„Wyspa pajęczych lilii” Li Kotomi to pierwsza książka z Seii z Żurawiem wydawnictwa bowiem, którą miałam okazję przeczytać. Seria skupia się na współczesnej literaturze z różnych, często odległych, zakątków świata. Jest to sprawa o tyle ciekawa, że umożliwia zmierzenie się z odbiorem utworów odległych kulturowo, które w swoich rodzimych stronach zyskały wiele wyróżnień i nagród.
Kolorowa okładka tej książki, choć nieco oszczędna w wyrazie, nasunęła mi myśl, że w tej niepozornej, krótkiej historii odszukam nowe barwy literatury i faktycznie tak się stało. Powieść od pierwszych stron zaskoczyła mnie językiem: poetyckim, obrazowym, przeplatanym specyficzną Mową Wschodzącego Słońca i przyznam, że odbiór tej historii wymagał ode mnie więcej uwagi niż mogłam się spodziewać.

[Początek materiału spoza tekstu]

use serde::Deserialize;
use std::time::Duration;

/// Main configuration structure for film-fans
///
/// Every section is optional; the defaults reproduce a crawl of the popular
/// films listing on letterboxd.com.
#[derive(Debug, Clone, Default, Deserialize)]
pub struct Config {
    #[serde(default)]
    pub fetch: FetchConfig,
    #[serde(default)]
    pub catalog: CatalogConfig,
    #[serde(default)]
    pub fans: FansConfig,
    #[serde(default)]
    pub selectors: SelectorConfig,
}

/// Fetch session behavior
#[derive(Debug, Clone, Deserialize)]
pub struct FetchConfig {
    /// User agent sent with every request
    #[serde(rename = "user-agent", default = "default_user_agent")]
    pub user_agent: String,

    /// Per-page navigation timeout (milliseconds)
    #[serde(rename = "fetch-timeout-ms", default = "default_fetch_timeout_ms")]
    pub fetch_timeout_ms: u64,

    /// How long a catalog page may take to show the expected item count (milliseconds)
    #[serde(
        rename = "content-wait-timeout-ms",
        default = "default_content_wait_timeout_ms"
    )]
    pub content_wait_timeout_ms: u64,

    /// Delay between re-checks while waiting for content (milliseconds)
    #[serde(rename = "poll-interval-ms", default = "default_poll_interval_ms")]
    pub poll_interval_ms: u64,
}

impl FetchConfig {
    pub fn fetch_timeout(&self) -> Duration {
        Duration::from_millis(self.fetch_timeout_ms)
    }

    pub fn content_wait_timeout(&self) -> Duration {
        Duration::from_millis(self.content_wait_timeout_ms)
    }

    pub fn poll_interval(&self) -> Duration {
        Duration::from_millis(self.poll_interval_ms)
    }
}

impl Default for FetchConfig {
    fn default() -> Self {
        Self {
            user_agent: default_user_agent(),
            fetch_timeout_ms: default_fetch_timeout_ms(),
            content_wait_timeout_ms: default_content_wait_timeout_ms(),
            poll_interval_ms: default_poll_interval_ms(),
        }
    }
}

/// What to do when a catalog page never shows the expected item count
#[derive(Debug, Clone, Copy, Default, PartialEq, Eq, Deserialize)]
#[serde(rename_all = "lowercase")]
pub enum MismatchPolicy {
    /// Fail the whole catalog crawl
    #[default]
    Abort,
    /// Drop the page and move on
    Skip,
    /// Keep whatever items the page does hold
    Accept,
}

/// Catalog crawl configuration
#[derive(Debug, Clone, Deserialize)]
pub struct CatalogConfig {
    /// Listing URL with a `{page}` placeholder
    #[serde(rename = "url-template", default = "default_catalog_template")]
    pub url_template: String,

    /// First listing page (inclusive)
    #[serde(rename = "page-start", default = "default_page_start")]
    pub page_start: u32,

    /// Last listing page (inclusive)
    #[serde(rename = "page-end", default = "default_page_end")]
    pub page_end: u32,

    /// Number of films every listing page is expected to hold
    #[serde(rename = "expected-items", default = "default_expected_items")]
    pub expected_items: usize,

    #[serde(rename = "on-count-mismatch", default)]
    pub on_count_mismatch: MismatchPolicy,

    /// Where the catalog snapshot is written
    #[serde(rename = "output-path", default = "default_catalog_path")]
    pub output_path: String,
}

impl Default for CatalogConfig {
    fn default() -> Self {
        Self {
            url_template: default_catalog_template(),
            page_start: default_page_start(),
            page_end: default_page_end(),
            expected_items: default_expected_items(),
            on_count_mismatch: MismatchPolicy::default(),
            output_path: default_catalog_path(),
        }
    }
}

/// Per-film fan crawl configuration
#[derive(Debug, Clone, Deserialize)]
pub struct FansConfig {
    /// Fan page URL with `{link}` and `{page}` placeholders
    #[serde(rename = "url-template", default = "default_fans_template")]
    pub url_template: String,

    /// Upper bound on fan pages walked per film
    #[serde(rename = "max-pages", default = "default_max_pages")]
    pub max_pages: u32,

    /// Films processed per fetch session before it is recycled
    #[serde(rename = "recycle-every", default = "default_recycle_every")]
    pub recycle_every: u32,

    /// Film name to start processing at (inclusive); from the first film when unset
    #[serde(rename = "start-marker", default)]
    pub start_marker: Option<String>,

    /// Film name to stop at (exclusive); runs to the end when unset
    #[serde(rename = "stop-marker", default)]
    pub stop_marker: Option<String>,

    /// Catalog snapshot to read films from
    #[serde(rename = "catalog-path", default = "default_catalog_path")]
    pub catalog_path: String,

    /// Results checkpoint, read at start and rewritten after every film
    #[serde(rename = "output-path", default = "default_fans_path")]
    pub output_path: String,

    /// Drop fans already recorded for a film instead of appending duplicates
    #[serde(default)]
    pub dedupe: bool,
}

impl Default for FansConfig {
    fn default() -> Self {
        Self {
            url_template: default_fans_template(),
            max_pages: default_max_pages(),
            recycle_every: default_recycle_every(),
            start_marker: None,
            stop_marker: None,
            catalog_path: default_catalog_path(),
            output_path: default_fans_path(),
            dedupe: false,
        }
    }
}

/// CSS selectors and attribute names for the target site
#[derive(Debug, Clone, Deserialize)]
#[serde(default)]
pub struct SelectorConfig {
    #[serde(rename = "catalog-item")]
    pub catalog_item: String,

    /// Counted while waiting for a listing page to finish loading
    #[serde(rename = "catalog-name")]
    pub catalog_name: String,

    #[serde(rename = "catalog-name-attr")]
    pub catalog_name_attr: String,

    #[serde(rename = "catalog-rating-attr")]
    pub catalog_rating_attr: String,

    #[serde(rename = "catalog-poster")]
    pub catalog_poster: String,

    #[serde(rename = "catalog-link")]
    pub catalog_link: String,

    /// Path segment preceding the slug in a film link
    #[serde(rename = "slug-marker")]
    pub slug_marker: String,

    /// One fan entry; its absence marks the end of a fan stream
    #[serde(rename = "fan-item")]
    pub fan_item: String,

    #[serde(rename = "fan-avatar")]
    pub fan_avatar: String,
}

impl Default for SelectorConfig {
    fn default() -> Self {
        Self {
            catalog_item: "li.listitem.poster-container".to_string(),
            catalog_name: "[data-film-name]".to_string(),
            catalog_name_attr: "data-film-name".to_string(),
            catalog_rating_attr: "data-average-rating".to_string(),
            catalog_poster: "img".to_string(),
            catalog_link: "a.frame".to_string(),
            slug_marker: "/film/".to_string(),
            fan_item: "li.film-detail".to_string(),
            fan_avatar: "a.avatar".to_string(),
        }
    }
}

fn default_user_agent() -> String {
    format!("film-fans/{}", env!("CARGO_PKG_VERSION"))
}

fn default_fetch_timeout_ms() -> u64 {
    60_000
}

fn default_content_wait_timeout_ms() -> u64 {
    50_000
}

fn default_poll_interval_ms() -> u64 {
    500
}

fn default_catalog_template() -> String {
    "https://letterboxd.com/films/popular/page/{page}/".to_string()
}

fn default_page_start() -> u32 {
    1
}

fn default_page_end() -> u32 {
    500
}

fn default_expected_items() -> usize {
    72
}

fn default_catalog_path() -> String {
    "films.json".to_string()
}

fn default_fans_template() -> String {
    "{link}reviews/rated/5/by/activity/page/{page}/".to_string()
}

fn default_max_pages() -> u32 {
    50
}

fn default_recycle_every() -> u32 {
    10
}

fn default_fans_path() -> String {
    "film_fans.json".to_string()
}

Nie jest łatwo zrozumieć język lokalnych mieszkańców pacyficznej wyspy, nieuważnie można zagubić się w skomplikowanych dialogach. Myślę jednak, że zastosowanie tej odrębności językowej to zabieg ciekawy, podkreślający egzotykę i autentyzm utopijnej wyspy. Problemy ze zrozumieniem tutejszego języka ma również bohaterka utworu, cierpiąca na swoistą amnezję, przez co my, czytelnicy, rozumiemy jej problemy i możemy się z tą postacią w pełni utożsamiać pod tym względem.
Sięgając po „Wyspę pajęczych lilii” trzeba odnaleźć w sobie cierpliwość i niespieszność, pozwolić sobie na poznawanie świata wraz z Umi, młodą kobietą wyrzuconą przez morze na czerwieniejącą od lilii plażę. Tam zostaje znaleziona przez mieszkankę wyspy - Yonę, która staje się jej opiekunką, przewodniczką po świecie, w którym prym wiodą kobiety. To one w odróżnieniu od mężczyzn mają prawo służyć jako religijne kapłanki, posługiwać się wyjątkowym językiem, odprawiać rytuały i przekazywać historię o wyspie. Można stwierdzić, że panuje tu matriarchat, a w tym feministycznym wydźwięku można doszukać się nuty niesprawiedliwości.
Oddzielona oceanem egzotyczna enklawa rządzi się swoimi prawami, ale i tu pojawiają się uniwersalne problemy, dotyczące człowieczeństwa, tożsamości, wykluczenia, poszukiwania prawdy o sobie.
Była to dla mnie wymagająca, ale muszę przyznać, ciekawa lektura. Li Kotomi stawia wysoko poprzeczkę czytelnikowi, ale myślę, że właśnie dla tej oryginalności ( zwłaszcza językowej) warto sięgnąć po „Wyspę pajęczych lilii”.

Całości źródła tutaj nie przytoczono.